This is a city built on ideas; there are no major factories, and the biggest employer is the University. This is, I suppose, not "really" Germany in a sense, in the same way that my college back home is not "really" part of the real world.

That being said, it almost goes without saying that I love it here. I've never really lived in a college town (Appleton is not a college town, it's a paper-mill town with a college somewhere nearby. Here, more than 10% of the town's 200,000 inhabitants are college students) and it's really a totally different experience.

There's something cool going on every night and dozens of great places to go to. For someone used to Brainerd's nightly Perkins-or-the-theater dilemma, it's a wonderful sort of culture shock.

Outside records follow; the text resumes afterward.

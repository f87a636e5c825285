//! Document model: placed elements, ink strokes and the scene that owns them.
//!
//! `Element` is a text box or image sticker positioned by its center in
//! percent of the container. `InkPath` is one freehand stroke in the fixed
//! 1000×1000 ink space. `Scene` holds both and is the unit of undo history
//! and of persistence (`contentJson` on a saved drawing).
//!
//! The wire format is camelCase JSON. Older saves stored only the element
//! array; [`Scene::from_content_json`] accepts both shapes.

#[cfg(test)]
#[path = "doc_test.rs"]
mod doc_test;

use serde::{Deserialize, Serialize};
use uuid::Uuid;

use crate::camera::Point;
use crate::consts::{
    DEFAULT_ELEMENT_WIDTH, DEFAULT_FONT_SIZE, DEFAULT_TEXT_COLOR, DEFAULT_TEXT_WIDTH, NEW_TEXT_CONTENT,
    TEXT_HALF_HEIGHT,
};

/// Unique identifier for an element.
pub type ElementId = Uuid;

/// What an element shows.
#[derive(Debug, Clone, Copy, PartialEq, Eq, Serialize, Deserialize)]
#[serde(rename_all = "lowercase")]
pub enum ElementKind {
    /// Rich text; `content` holds HTML.
    Text,
    /// Image sticker; `src` holds a data URL.
    Image,
}

/// Horizontal alignment of a text element.
#[derive(Debug, Clone, Copy, PartialEq, Eq, Default, Serialize, Deserialize)]
#[serde(rename_all = "lowercase")]
pub enum TextAlign {
    Left,
    #[default]
    Center,
    Right,
    Justify,
}

impl TextAlign {
    /// CSS keyword.
    #[must_use]
    pub fn as_str(self) -> &'static str {
        match self {
            Self::Left => "left",
            Self::Center => "center",
            Self::Right => "right",
            Self::Justify => "justify",
        }
    }
}

/// A text box or image placed on the editing surface.
#[derive(Debug, Clone, PartialEq, Serialize, Deserialize)]
#[serde(rename_all = "camelCase")]
pub struct Element {
    pub id: ElementId,
    #[serde(rename = "type")]
    pub kind: ElementKind,
    /// HTML content of a text element.
    #[serde(default, skip_serializing_if = "Option::is_none")]
    pub content: Option<String>,
    /// Data URL of an image element.
    #[serde(default, skip_serializing_if = "Option::is_none")]
    pub src: Option<String>,
    /// Center x in percent of the container.
    pub x: f64,
    /// Center y in percent of the container.
    pub y: f64,
    /// Width in CSS pixels; [`DEFAULT_ELEMENT_WIDTH`] when absent.
    #[serde(default, skip_serializing_if = "Option::is_none")]
    pub width: Option<f64>,
    /// Clockwise rotation in degrees around the center.
    #[serde(default)]
    pub rotation: f64,
    #[serde(default, skip_serializing_if = "Option::is_none")]
    pub color: Option<String>,
    #[serde(default, skip_serializing_if = "Option::is_none")]
    pub font_size: Option<f64>,
    #[serde(default, skip_serializing_if = "Option::is_none")]
    pub text_align: Option<TextAlign>,
}

impl Element {
    /// A new text element in the middle of the surface.
    #[must_use]
    pub fn new_text() -> Self {
        Self {
            id: Uuid::new_v4(),
            kind: ElementKind::Text,
            content: Some(NEW_TEXT_CONTENT.to_owned()),
            src: None,
            x: 50.0,
            y: 50.0,
            width: Some(DEFAULT_TEXT_WIDTH),
            rotation: 0.0,
            color: Some(DEFAULT_TEXT_COLOR.to_owned()),
            font_size: Some(DEFAULT_FONT_SIZE),
            text_align: Some(TextAlign::Center),
        }
    }

    /// A new image element in the middle of the surface.
    #[must_use]
    pub fn new_image(src: impl Into<String>) -> Self {
        Self {
            id: Uuid::new_v4(),
            kind: ElementKind::Image,
            content: None,
            src: Some(src.into()),
            x: 50.0,
            y: 50.0,
            width: Some(DEFAULT_ELEMENT_WIDTH),
            rotation: 0.0,
            color: None,
            font_size: None,
            text_align: None,
        }
    }

    #[must_use]
    pub fn is_text(&self) -> bool {
        self.kind == ElementKind::Text
    }

    /// Center in percent of the container.
    #[must_use]
    pub fn center(&self) -> Point {
        Point::new(self.x, self.y)
    }

    /// Width in CSS pixels, falling back to the default.
    #[must_use]
    pub fn width_px(&self) -> f64 {
        self.width.unwrap_or(DEFAULT_ELEMENT_WIDTH)
    }

    #[must_use]
    pub fn font_size_px(&self) -> f64 {
        self.font_size.unwrap_or(DEFAULT_FONT_SIZE)
    }

    #[must_use]
    pub fn align(&self) -> TextAlign {
        self.text_align.unwrap_or_default()
    }

    #[must_use]
    pub fn text_color(&self) -> &str {
        self.color.as_deref().unwrap_or(DEFAULT_TEXT_COLOR)
    }

    /// Estimated half extents `(half_w, half_h)` in CSS pixels: text boxes
    /// are assumed 100 px tall, images square.
    #[must_use]
    pub fn estimated_half_extents(&self) -> (f64, f64) {
        let half_w = self.width_px() / 2.0;
        let half_h = if self.is_text() { TEXT_HALF_HEIGHT } else { half_w };
        (half_w, half_h)
    }

    /// Half extents using a measured height when the host reported one.
    #[must_use]
    pub fn half_extents(&self, measured_height: Option<f64>) -> (f64, f64) {
        let (half_w, half_h) = self.estimated_half_extents();
        match measured_height {
            Some(h) if h > 0.0 => (half_w, h / 2.0),
            _ => (half_w, half_h),
        }
    }

    /// Text content with markup removed, block breaks kept as newlines and
    /// common entities decoded.
    #[must_use]
    pub fn plain_text(&self) -> String {
        self.content.as_deref().map(strip_html).unwrap_or_default()
    }

    /// Apply a sparse update. Returns true if any field changed.
    pub fn apply(&mut self, partial: &PartialElement) -> bool {
        let before = self.clone();
        if let Some(ref content) = partial.content {
            self.content = Some(content.clone());
        }
        if let Some(ref src) = partial.src {
            self.src = Some(src.clone());
        }
        if let Some(x) = partial.x {
            self.x = x;
        }
        if let Some(y) = partial.y {
            self.y = y;
        }
        if let Some(w) = partial.width {
            self.width = Some(w);
        }
        if let Some(r) = partial.rotation {
            self.rotation = r;
        }
        if let Some(ref color) = partial.color {
            self.color = Some(color.clone());
        }
        if let Some(size) = partial.font_size {
            self.font_size = Some(size);
        }
        if let Some(align) = partial.text_align {
            self.text_align = Some(align);
        }
        *self != before
    }
}

/// Sparse update for an element. Only present fields are applied.
#[derive(Debug, Clone, Default, PartialEq, Serialize, Deserialize)]
#[serde(rename_all = "camelCase")]
pub struct PartialElement {
    #[serde(skip_serializing_if = "Option::is_none")]
    pub content: Option<String>,
    #[serde(skip_serializing_if = "Option::is_none")]
    pub src: Option<String>,
    #[serde(skip_serializing_if = "Option::is_none")]
    pub x: Option<f64>,
    #[serde(skip_serializing_if = "Option::is_none")]
    pub y: Option<f64>,
    #[serde(skip_serializing_if = "Option::is_none")]
    pub width: Option<f64>,
    #[serde(skip_serializing_if = "Option::is_none")]
    pub rotation: Option<f64>,
    #[serde(skip_serializing_if = "Option::is_none")]
    pub color: Option<String>,
    #[serde(skip_serializing_if = "Option::is_none")]
    pub font_size: Option<f64>,
    #[serde(skip_serializing_if = "Option::is_none")]
    pub text_align: Option<TextAlign>,
}

/// One freehand stroke. Points are in ink space.
#[derive(Debug, Clone, PartialEq, Serialize, Deserialize)]
#[serde(rename_all = "camelCase")]
pub struct InkPath {
    pub points: Vec<InkPoint>,
    pub color: String,
    /// Line width in ink units.
    pub width: f64,
    /// Eraser strokes remove ink instead of adding it.
    #[serde(default)]
    pub is_eraser: bool,
}

/// A stroke sample in ink space.
#[derive(Debug, Clone, Copy, PartialEq, Serialize, Deserialize)]
pub struct InkPoint {
    pub x: f64,
    pub y: f64,
}

impl From<Point> for InkPoint {
    fn from(p: Point) -> Self {
        Self { x: p.x, y: p.y }
    }
}

impl From<InkPoint> for Point {
    fn from(p: InkPoint) -> Self {
        Point::new(p.x, p.y)
    }
}

/// Everything on the editing surface.
#[derive(Debug, Clone, Default, PartialEq, Serialize, Deserialize)]
pub struct Scene {
    #[serde(default)]
    pub elements: Vec<Element>,
    #[serde(default)]
    pub paths: Vec<InkPath>,
}

#[derive(Deserialize)]
#[serde(untagged)]
enum StoredScene {
    Legacy(Vec<Element>),
    Full(Scene),
}

impl Scene {
    #[must_use]
    pub fn new() -> Self {
        Self::default()
    }

    /// Parse a saved `contentJson`, accepting the legacy bare element array.
    ///
    /// # Errors
    ///
    /// Returns the JSON error when the text matches neither shape.
    pub fn from_content_json(raw: &str) -> Result<Self, serde_json::Error> {
        Ok(match serde_json::from_str::<StoredScene>(raw)? {
            StoredScene::Legacy(elements) => Self { elements, paths: Vec::new() },
            StoredScene::Full(scene) => scene,
        })
    }

    /// Serialize as `{"elements": [...], "paths": [...]}`.
    ///
    /// # Errors
    ///
    /// Propagates serializer failures.
    pub fn to_content_json(&self) -> Result<String, serde_json::Error> {
        serde_json::to_string(self)
    }

    #[must_use]
    pub fn is_empty(&self) -> bool {
        self.elements.is_empty() && self.paths.is_empty()
    }

    #[must_use]
    pub fn get(&self, id: &ElementId) -> Option<&Element> {
        self.elements.iter().find(|el| el.id == *id)
    }

    pub fn get_mut(&mut self, id: &ElementId) -> Option<&mut Element> {
        self.elements.iter_mut().find(|el| el.id == *id)
    }

    /// Append an element on top of the others.
    pub fn insert(&mut self, element: Element) {
        self.elements.push(element);
    }

    /// Remove an element by id, returning it if it was present.
    pub fn remove(&mut self, id: &ElementId) -> Option<Element> {
        let index = self.elements.iter().position(|el| el.id == *id)?;
        Some(self.elements.remove(index))
    }

    /// Apply a partial update. Returns true if the element exists and changed.
    pub fn apply_partial(&mut self, id: &ElementId, partial: &PartialElement) -> bool {
        self.get_mut(id).is_some_and(|el| el.apply(partial))
    }
}

/// Reduce an HTML fragment to plain text.
fn strip_html(html: &str) -> String {
    let mut out = String::with_capacity(html.len());
    let mut rest = html;
    while let Some(start) = rest.find('<') {
        out.push_str(&decode_entities(&rest[..start]));
        let Some(end) = rest[start..].find('>') else {
            rest = "";
            break;
        };
        let tag = rest[start + 1..start + end].trim().to_ascii_lowercase();
        if breaks_line(&tag) && !out.is_empty() && !out.ends_with('\n') {
            out.push('\n');
        }
        rest = &rest[start + end + 1..];
    }
    out.push_str(&decode_entities(rest));
    out.trim_end_matches('\n').to_owned()
}

fn breaks_line(tag: &str) -> bool {
    let name = tag.trim_start_matches('/').split(|c: char| c.is_whitespace() || c == '/').next().unwrap_or("");
    matches!(name, "br" | "div" | "p" | "li")
}

fn decode_entities(text: &str) -> String {
    text.replace("&nbsp;", " ")
        .replace("&lt;", "<")
        .replace("&gt;", ">")
        .replace("&quot;", "\"")
        .replace("&#39;", "'")
        .replace("&amp;", "&")
}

I still know almost no Germans, but I keep telling myself that all that will change in Oktober when their semenster officially begins.

The last hour and half of each class is focused on Freiburg; we read texts about the town and get recommendations from our teacher, who hails from one of the suburbs. I'm slowing starting to convince myself that I'm not a tourist.

Every so few days our prof lets us out of class early and takes us on a tour of the town. Friday we went to the Green quarter (Freiburg is one of the greenest, most liberal cities in all of Germany) and saw the alternative cafe and the alternative bookstore and the commune.

I'm going back to the bookstore/cafe sometime this week to see if it's the kind of place I should study. It's a Cafe Kafka sort of joint, where everyone wears dark colors and talks about the 70s. I'm (to borrow a word Graham so aptly used) a pseudointellectual at best, but the idea of reading in a nice cafe is tempting enough to forget my predudices against such places and people.

Talking to the guy who owns the bookstore co-op made me a little more socialist. In Germany, every bookstore has to charge the same price for books, which means that there are still little bookstores on every corner and no mammoth Barnes and Noble selling Harry Potter for 40% below list. I like Barnes and Noble, but this quaint, inefficient system seems so much better.

Hmm… everyone has verschwuden. I think I'm late for class. Later.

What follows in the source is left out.